An exact copy of all the records is the expected answer.
------
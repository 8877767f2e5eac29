// Licensed under the Apache License, Version 2.0 (see LICENSE).

//! The `.ini`-format option-descriptor loader. Shares the `name = value` /
//! `[section]` line grammar with [`crate::config`], but each section here
//! describes a schema entry (`shortname`, `default`, `allowed`, …) rather
//! than a run-time value.

use std::fs;
use std::path::Path;

use crate::catalog::OptionSpec;
use crate::error::GetoptError;
use crate::flags::OptionFlags;
use crate::id::check_forbidden_chars;

/// Parses an `.ini`-format option descriptor file at `D/P.ini` (the caller
/// supplies the already-joined path) into a list of [`OptionSpec`] values,
/// ready for [`crate::catalog::OptionCatalog::add`].
///
/// Each `[section]` defines one option named after the section (subject to
/// the usual `::`-depth and forbidden-character rules); recognized keys:
/// `shortname`, `default`, `help`, `allowed` (comma-separated tokens among
/// `command-line`, `environment-variable`, `configuration-file`),
/// `show-usage-on-error`, `no-arguments` (alias for `FLAG`), `multiple`,
/// `required`, `validator`, `environment_variable_name`, `alias`.
pub fn parse_options_file(path: &Path) -> Result<Vec<OptionSpec>, GetoptError> {
    parse_options_from_file(path, 1, 2)
}

/// As [`parse_options_file`], but accepts a configurable namespace depth:
/// section names may contain between `min_sections - 1` and
/// `max_sections - 1` occurrences of `::` (e.g. a caller wanting
/// three-level namespaces passes `max_sections = 3`).
pub fn parse_options_from_file(
    path: &Path,
    min_sections: usize,
    max_sections: usize,
) -> Result<Vec<OptionSpec>, GetoptError> {
    let contents = fs::read_to_string(path).map_err(|e| {
        GetoptError::logic(format!(
            "cannot read options file \"{}\": {e}",
            path.display()
        ))
    })?;

    let mut specs = Vec::new();
    let mut current: Option<PendingOption> = None;
    let mut had_current_section = false;

    for (lineno, raw_line) in contents.lines().enumerate() {
        let lineno = lineno + 1;
        let line = raw_line.trim_end();
        let trimmed = line.trim_start();
        if trimmed.is_empty() {
            continue;
        }
        if line.starts_with('#') || line.starts_with(';') {
            continue;
        }

        if let Some(section) = trimmed.strip_prefix('[').and_then(|s| s.strip_suffix(']')) {
            if let Some(pending) = current.take() {
                specs.push(pending.into_spec()?);
            }
            let depth = section.matches("::").count() + 1;
            if depth < min_sections || depth > max_sections {
                return Err(GetoptError::logic(format!(
                    "{}:{lineno}: section \"{section}\" has namespace depth {depth}, expected between {min_sections} and {max_sections}",
                    path.display()
                )));
            }
            // Forbidden characters apply per `::`-delimited component, not
            // to the joined section name (`:` is itself forbidden, so
            // checking the whole string would reject every sectioned name).
            for component in section.split("::") {
                check_forbidden_chars(component)?;
            }
            current = Some(PendingOption::new(section.to_string()));
            had_current_section = true;
            continue;
        }

        if !had_current_section {
            return Err(GetoptError::logic(format!(
                "{}:{lineno}: assignment before any [section] header",
                path.display()
            )));
        }

        let Some(eq) = line.find('=') else {
            return Err(GetoptError::logic(format!(
                "{}:{lineno}: missing assignment operator",
                path.display()
            )));
        };
        let key = line[..eq].trim();
        let value = crate::strutil::unquote(line[eq + 1..].trim(), "'\"");
        let pending = current
            .as_mut()
            .expect("had_current_section guarantees a pending option");
        pending.apply(key, &value, path, lineno)?;
    }

    if let Some(pending) = current.take() {
        specs.push(pending.into_spec()?);
    }

    Ok(specs)
}

struct PendingOption {
    name: String,
    short_name: Option<char>,
    default_value: Option<String>,
    help: String,
    allowed: Vec<String>,
    show_usage_on_error: bool,
    no_arguments: bool,
    multiple: bool,
    required: bool,
    validator: Option<String>,
    environment_variable_name: Option<String>,
    alias_target: Option<String>,
}

impl PendingOption {
    fn new(name: String) -> Self {
        Self {
            name,
            short_name: None,
            default_value: None,
            help: String::new(),
            allowed: Vec::new(),
            show_usage_on_error: false,
            no_arguments: false,
            multiple: false,
            required: false,
            validator: None,
            environment_variable_name: None,
            alias_target: None,
        }
    }

    fn apply(&mut self, key: &str, value: &str, path: &Path, lineno: usize) -> Result<(), GetoptError> {
        match key {
            "shortname" => {
                let mut chars = value.chars();
                let Some(c) = chars.next() else {
                    return Err(GetoptError::logic(format!(
                        "{}:{lineno}: \"shortname\" must be exactly one character",
                        path.display()
                    )));
                };
                if chars.next().is_some() {
                    return Err(GetoptError::logic(format!(
                        "{}:{lineno}: \"shortname\" must be exactly one character",
                        path.display()
                    )));
                }
                self.short_name = Some(c);
            }
            "default" => self.default_value = Some(value.to_string()),
            "help" => self.help = value.to_string(),
            "allowed" => {
                self.allowed = value
                    .split(',')
                    .map(|s| s.trim().to_string())
                    .filter(|s| !s.is_empty())
                    .collect();
            }
            "show-usage-on-error" => self.show_usage_on_error = parse_bool(value, path, lineno)?,
            "no-arguments" => self.no_arguments = parse_bool(value, path, lineno)?,
            "multiple" => self.multiple = parse_bool(value, path, lineno)?,
            "required" => self.required = parse_bool(value, path, lineno)?,
            "validator" => self.validator = Some(value.to_string()),
            "environment_variable_name" => self.environment_variable_name = Some(value.to_string()),
            "alias" => self.alias_target = Some(value.to_string()),
            other => {
                return Err(GetoptError::logic(format!(
                    "{}:{lineno}: unknown options-file key \"{other}\"",
                    path.display()
                )));
            }
        }
        Ok(())
    }

    fn into_spec(self) -> Result<OptionSpec, GetoptError> {
        if self.alias_target.is_some() {
            if !self.help.is_empty() || self.default_value.is_some() || self.validator.is_some() {
                return Err(GetoptError::logic(format!(
                    "alias \"{}\" must not carry help, default, or validator",
                    self.name
                )));
            }
        }

        let mut flags = OptionFlags::empty();
        if self.allowed.is_empty() {
            flags |= OptionFlags::COMMAND_LINE
                | OptionFlags::ENVIRONMENT_VARIABLE
                | OptionFlags::CONFIGURATION_FILE;
        }
        for token in &self.allowed {
            flags |= match token.as_str() {
                "command-line" => OptionFlags::COMMAND_LINE,
                "environment-variable" => OptionFlags::ENVIRONMENT_VARIABLE,
                "configuration-file" => OptionFlags::CONFIGURATION_FILE,
                other => {
                    return Err(GetoptError::logic(format!(
                        "\"{}\" is not a recognized \"allowed\" source",
                        other
                    )));
                }
            };
        }
        if self.show_usage_on_error {
            flags |= OptionFlags::SHOW_USAGE_ON_ERROR;
        }
        if self.no_arguments {
            flags |= OptionFlags::FLAG;
        }
        if self.multiple {
            flags |= OptionFlags::MULTIPLE;
        }
        if self.required {
            flags |= OptionFlags::REQUIRED;
        }

        let mut spec = OptionSpec::new(self.name).flags(flags).help(self.help);
        if let Some(short) = self.short_name {
            spec = spec.short_name(short);
        }
        if let Some(default) = self.default_value {
            spec = spec.default_value(default);
        }
        if let Some(validator) = self.validator {
            spec = spec.validator(validator);
        }
        if let Some(target) = self.alias_target {
            spec = spec.alias_of(target);
        }
        spec.environment_variable_name = self.environment_variable_name;
        Ok(spec)
    }
}

fn parse_bool(value: &str, path: &Path, lineno: usize) -> Result<bool, GetoptError> {
    match value {
        "true" => Ok(true),
        "false" => Ok(false),
        other => Err(GetoptError::logic(format!(
            "{}:{lineno}: expected \"true\" or \"false\", got \"{other}\"",
            path.display()
        ))),
    }
}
------
Output for this task:
repository 8877767f2e5eac29
// Licensed under the Apache License, Version 2.0 (see LICENSE).

//! The `.ini`-format option-descriptor loader. Shares the `name = value` /
//! `[section]` line grammar with [`crate::config`], but each section here
//! describes a schema entry (`shortname`, `default`, `allowed`, …) rather
//! than a run-time value.

use std::fs;
use std::path::Path;

use crate::catalog::OptionSpec;
use crate::error::GetoptError;
use crate::flags::OptionFlags;
use crate::id::check_forbidden_chars;

/// Parses an `.ini`-format option descriptor file at `D/P.ini` (the caller
/// supplies the already-joined path) into a list of [`OptionSpec`] values,
/// ready for [`crate::catalog::OptionCatalog::add`].
///
/// Each `[section]` defines one option named after the section (subject to
/// the usual `::`-depth and forbidden-character rules); recognized keys:
/// `shortname`, `default`, `help`, `allowed` (comma-separated tokens among
/// `command-line`, `environment-variable`, `configuration-file`),
/// `show-usage-on-error`, `no-arguments` (alias for `FLAG`), `multiple`,
/// `required`, `validator`, `environment_variable_name`, `alias`.
pub fn parse_options_file(path: &Path) -> Result<Vec<OptionSpec>, GetoptError> {
    parse_options_from_file(path, 1, 2)
}

/// As [`parse_options_file`], but accepts a configurable namespace depth:
/// section names may contain between `min_sections - 1` and
/// `max_sections - 1` occurrences of `::` (e.g. a caller wanting
/// three-level namespaces passes `max_sections = 3`).
pub fn parse_options_from_file(
    path: &Path,
    min_sections: usize,
    max_sections: usize,
) -> Result<Vec<OptionSpec>, GetoptError> {
    let contents = fs::read_to_string(path).map_err(|e| {
        GetoptError::logic(format!(
            "cannot read options file \"{}\": {e}",
            path.display()
        ))
    })?;

    let mut specs = Vec::new();
    let mut current: Option<PendingOption> = None;
    let mut had_current_section = false;

    for (lineno, raw_line) in contents.lines().enumerate() {
        let lineno = lineno + 1;
        let line = raw_line.trim_end();
        let trimmed = line.trim_start();
        if trimmed.is_empty() {
            continue;
        }
        if line.starts_with('#') || line.starts_with(';') {
            continue;
        }

        if let Some(section) = trimmed.strip_prefix('[').and_then(|s| s.strip_suffix(']')) {
            if let Some(pending) = current.take() {
                specs.push(pending.into_spec()?);
            }
            let depth = section.matches("::").count() + 1;
            if depth < min_sections || depth > max_sections {
                return Err(GetoptError::logic(format!(
                    "{}:{lineno}: section \"{section}\" has namespace depth {depth}, expected between {min_sections} and {max_sections}",
                    path.display()
                )));
            }
            // Forbidden characters apply per `::`-delimited component, not
            // to the joined section name (`:` is itself forbidden, so
            // checking the whole string would reject every sectioned name).
            for component in section.split("::") {
                check_forbidden_chars(component)?;
            }
            current = Some(PendingOption::new(section.to_string()));
            had_current_section = true;
            continue;
        }

        if !had_current_section {
            return Err(GetoptError::logic(format!(
                "{}:{lineno}: assignment before any [section] header",
                path.display()
            )));
        }

        let Some(eq) = line.find('=') else {
            return Err(GetoptError::logic(format!(
                "{}:{lineno}: missing assignment operator",
                path.display()
            )));
        };
        let key = line[..eq].trim();
        let value = crate::strutil::unquote(line[eq + 1..].trim(), "'\"");
        let pending = current
            .as_mut()
            .expect("had_current_section guarantees a pending option");
        pending.apply(key, &value, path, lineno)?;
    }

    if let Some(pending) = current.take() {
        specs.push(pending.into_spec()?);
    }

    Ok(specs)
}

struct PendingOption {
    name: String,
    short_name: Option<char>,
    default_value: Option<String>,
    help: String,
    allowed: Vec<String>,
    show_usage_on_error: bool,
    no_arguments: bool,
    multiple: bool,
    required: bool,
    validator: Option<String>,
    environment_variable_name: Option<String>,
    alias_target: Option<String>,
}

impl PendingOption {
    fn new(name: String) -> Self {
        Self {
            name,
            short_name: None,
            default_value: None,
            help: String::new(),
            allowed: Vec::new(),
            show_usage_on_error: false,
            no_arguments: false,
            multiple: false,
            required: false,
            validator: None,
            environment_variable_name: None,
            alias_target: None,
        }
    }

    fn apply(&mut self, key: &str, value: &str, path: &Path, lineno: usize) -> Result<(), GetoptError> {
        match key {
            "shortname" => {
                let mut chars = value.chars();
                let Some(c) = chars.next() else {
                    return Err(GetoptError::logic(format!(
                        "{}:{lineno}: \"shortname\" must be exactly one character",
                        path.display()
                    )));
                };
                if chars.next().is_some() {
                    return Err(GetoptError::logic(format!(
                        "{}:{lineno}: \"shortname\" must be exactly one character",
                        path.display()
                    )));
                }
                self.short_name = Some(c);
            }
            "default" => self.default_value = Some(value.to_string()),
            "help" => self.help = value.to_string(),
            "allowed" => {
                self.allowed = value
                    .split(',')
                    .map(|s| s.trim().to_string())
                    .filter(|s| !s.is_empty())
                    .collect();
            }
            "show-usage-on-error" => self.show_usage_on_error = parse_bool(value, path, lineno)?,
            "no-arguments" => self.no_arguments = parse_bool(value, path, lineno)?,
            "multiple" => self.multiple = parse_bool(value, path, lineno)?,
            "required" => self.required = parse_bool(value, path, lineno)?,
            "validator" => self.validator = Some(value.to_string()),
            "environment_variable_name" => self.environment_variable_name = Some(value.to_string()),
            "alias" => self.alias_target = Some(value.to_string()),
            other => {
                return Err(GetoptError::logic(format!(
                    "{}:{lineno}: unknown options-file key \"{other}\"",
                    path.display()
                )));
            }
        }
        Ok(())
    }

    fn into_spec(self) -> Result<OptionSpec, GetoptError> {
        if self.alias_target.is_some() {
            if !self.help.is_empty() || self.default_value.is_some() || self.validator.is_some() {
                return Err(GetoptError::logic(format!(
                    "alias \"{}\" must not carry help, default, or validator",
                    self.name
                )));
            }
        }

        let mut flags = OptionFlags::empty();
        if self.allowed.is_empty() {
            flags |= OptionFlags::COMMAND_LINE
                | OptionFlags::ENVIRONMENT_VARIABLE
                | OptionFlags::CONFIGURATION_FILE;
        }
        for token in &self.allowed {
            flags |= match token.as_str() {
                "command-line" => OptionFlags::COMMAND_LINE,
                "environment-variable" => OptionFlags::ENVIRONMENT_VARIABLE,
                "configuration-file" => OptionFlags::CONFIGURATION_FILE,
                other => {
                    return Err(GetoptError::logic(format!(
                        "\"{}\" is not a recognized \"allowed\" source",
                        other
                    )));
                }
            };
        }
        if self.show_usage_on_error {
            flags |= OptionFlags::SHOW_USAGE_ON_ERROR;
        }
        if self.no_arguments {
            flags |= OptionFlags::FLAG;
        }
        if self.multiple {
            flags |= OptionFlags::MULTIPLE;
        }
        if self.required {
            flags |= OptionFlags::REQUIRED;
        }

        let mut spec = OptionSpec::new(self.name).flags(flags).help(self.help);
        if let Some(short) = self.short_name {
            spec = spec.short_name(short);
        }
        if let Some(default) = self.default_value {
            spec = spec.default_value(default);
        }
        if let Some(validator) = self.validator {
            spec = spec.validator(validator);
        }
        if let Some(target) = self.alias_target {
            spec = spec.alias_of(target);
        }
        spec.environment_variable_name = self.environment_variable_name;
        Ok(spec)
    }
}

fn parse_bool(value: &str, path: &Path, lineno: usize) -> Result<bool, GetoptError> {
    match value {
        "true" => Ok(true),
        "false" => Ok(false),
        other => Err(GetoptError::logic(format!(
            "{}:{lineno}: expected \"true\" or \"false\", got \"{other}\"",
            path.display()
        ))),
    }
}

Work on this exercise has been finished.